If you are broken you can be mended. If you feel terror you can feel peace. If you are a good mother you can raise good children. If you yourself were not protected you can still protect others. What happened to you in the past does not have to happen to you in the future. What happened to you does not have to happen to others. If your parents cannot understand it, other people can. If you feel alone, there are others who have been through the same thing. If you are sad, or dizzy, or exhausted, or panicked, there are many others who feel the same way and have survived. If you have made it this far, you can keep going. If your children are safe now, they can be safe in the future.
You want to heal and be whole again. "Undisturbed. Unmolested. Just me. Funny, confident, silly, happy, charming, musical, social me." You can have these things. But you cannot undo the past. You can have these things in this world. But this is the world in which all those other things happened, too. You cannot change the past. But you can accept it.
You can give yourself the acknowledgment of what happened. In fact you may be the only one who can do this. Even if the world embraced you it would not be enough. It would be good and it would be just but you would still have to heal. You would still have to give yourself the love you deserve.
It's possible that one day there will be some moral glimmer from those who seem now to be content to have let this happen. But their fate is their fate. You do not need that from them. What you need to recognize is that the universe does contain such unimaginable cruelty and we humans are charged to labor under that knowledge.

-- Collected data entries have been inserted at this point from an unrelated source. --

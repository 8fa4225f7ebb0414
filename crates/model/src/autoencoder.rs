//! Feed-forward autoencoder network definition.
//!
//! Architecture: ReLU encoder stack over `encoder_units`, a ReLU latent
//! bottleneck, a ReLU decoder stack over `decoder_units`, and a linear
//! output layer back to the input width. One dropout site sits after the
//! first encoder layer and one after the penultimate decoder layer; both
//! are active only during training.

use candle_core::{Result, Tensor};
use candle_nn::{linear, Dropout, Linear, Module, VarBuilder};

use crate::params::ModelParams;

/// Encoder → latent → decoder network built over a [`VarBuilder`].
pub struct Autoencoder {
    encoder: Vec<Linear>,
    latent: Linear,
    decoder: Vec<Linear>,
    output: Linear,
    dropout: Dropout,
}

impl Autoencoder {
    /// Build the network with freshly initialized (or builder-supplied)
    /// parameters.
    pub fn new(params: &ModelParams, vb: VarBuilder<'_>) -> Result<Self> {
        let mut encoder = Vec::with_capacity(params.encoder_units.len());
        let mut width = params.input_width;
        for (i, &units) in params.encoder_units.iter().enumerate() {
            encoder.push(linear(width, units, vb.pp(format!("enc{i}")))?);
            width = units;
        }
        let latent = linear(width, params.latent_size, vb.pp("latent"))?;

        let mut decoder = Vec::with_capacity(params.decoder_units.len());
        width = params.latent_size;
        for (i, &units) in params.decoder_units.iter().enumerate() {
            decoder.push(linear(width, units, vb.pp(format!("dec{i}")))?);
            width = units;
        }
        let output = linear(width, params.input_width, vb.pp("out"))?;

        Ok(Self {
            encoder,
            latent,
            decoder,
            output,
            dropout: Dropout::new(params.dropout_rate as f32),
        })
    }

    /// Encoder half: input → latent representation.
    pub fn encode(&self, x: &Tensor) -> Result<Tensor> {
        self.encode_t(x, false)
    }

    fn encode_t(&self, x: &Tensor, train: bool) -> Result<Tensor> {
        let mut x = x.clone();
        for (i, layer) in self.encoder.iter().enumerate() {
            x = layer.forward(&x)?.relu()?;
            if i == 0 {
                x = self.dropout.forward(&x, train)?;
            }
        }
        self.latent.forward(&x)?.relu()
    }

    /// Decoder half: latent representation → reconstruction.
    ///
    /// The output layer is linear; reconstructed values are not clipped.
    pub fn decode(&self, z: &Tensor) -> Result<Tensor> {
        self.decode_t(z, false)
    }

    fn decode_t(&self, z: &Tensor, train: bool) -> Result<Tensor> {
        let mut x = z.clone();
        let last = self.decoder.len().saturating_sub(1);
        for (i, layer) in self.decoder.iter().enumerate() {
            x = layer.forward(&x)?.relu()?;
            if i == last {
                x = self.dropout.forward(&x, train)?;
            }
        }
        self.output.forward(&x)
    }

    /// Full reconstruction pass. `train` enables the dropout sites.
    pub fn forward_t(&self, x: &Tensor, train: bool) -> Result<Tensor> {
        let z = self.encode_t(x, train)?;
        self.decode_t(&z, train)
    }
}
//! # vigil-detect
//!
//! The scoring half of the Vigil pipeline: calibrates an anomaly-error
//! threshold from a trained model's behavior on its own training set,
//! classifies new feature vectors into severity tiers with per-feature
//! attribution, and combines several independently configured models by
//! majority vote.
//!
//! Data flow: normalized matrix → [`threshold::calibrate`] →
//! [`classifier::score`] (single model) or [`ensemble::Ensemble::score`]
//! (majority vote) → ranked anomaly records.

pub mod classifier;
pub mod ensemble;
pub mod threshold;

pub use classifier::{
    AnomalyRecord, FeatureContribution, ScoreReport, Severity, SeverityConfig, SeverityCounts,
};
pub use ensemble::{Ensemble, EnsembleRecord, EnsembleReport, EnsembleVote};
pub use threshold::ThresholdConfig;

use vigil_model::ModelError;

/// Errors surfaced by the detection layer.
#[derive(Debug, thiserror::Error)]
pub enum DetectError {
    /// An ensemble was constructed with no members.
    #[error("ensemble requires at least one member")]
    EmptyEnsemble,
    /// Underlying model failure (input, state, or backend).
    #[error(transparent)]
    Model(#[from] ModelError),
}
//! # vigil-model
//!
//! The trainable compression model at the heart of Vigil: a small
//! feed-forward autoencoder that learns to reconstruct normalized feature
//! vectors. Candles whose reconstruction error is unusually large are the
//! anomaly candidates scored by `vigil-detect`.
//!
//! The crate covers the model lifecycle end to end: architecture
//! construction from [`ModelParams`], mini-batch training with early
//! stopping, progress events, and cooperative cancellation
//! ([`AnomalyModel::train_with_progress`]), inference
//! ([`AnomalyModel::predict`] / [`encode`](AnomalyModel::encode) /
//! [`decode`](AnomalyModel::decode)), and single-blob persistence
//! ([`ModelBundle`]).

mod autoencoder;
mod bundle;
mod error;
mod model;
mod params;

pub use bundle::{ModelBundle, WeightTensor};
pub use error::ModelError;
pub use model::{row_mse, AnomalyModel, CancelFlag, EpochStats, TrainOptions};
pub use params::ModelParams;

You can exist with this. To say that in your work with therapists you got nowhere is not exactly true. You got to this point. This may not be where you want to be but you are not finished. You have not stopped. What you have done so far has gotten you here. That is not overly rosy. It is just objective. You might not be at this point if you had not spent that time. Your progress is probably too slow for you. Of course it is. But it is progress. You cannot set the pace of it. Such things are beyond all human power. But if you can find a new and amazing therapist, someone who makes your heart leap like a lover, someone whom you would trust with your life and your secrets, someone you can abandon your sorrows to, someone compassionate and patient who will sit with you as you keep reviewing the horrors and keep reviewing the horrors, perhaps someone who will also perform trauma desensitization techniques such as EMDR, I believe you can improve. Of course you can improve. I see similar things in my life and I see people improve. It is not a rescue off a rock by a helicopter. It is more like you stay on the rock and make it habitable. And then one day you are strong enough to climb down.
As long as you have a mind and a heart you can improve. You are alive and in motion. The past and its traumas are always receding. The future comes to you each day like a gift. You are a child of this mysterious, kind, cruel universe and have not been forsaken. You belong on this planet.
What happened was an abomination but it can be survived. You can live with this.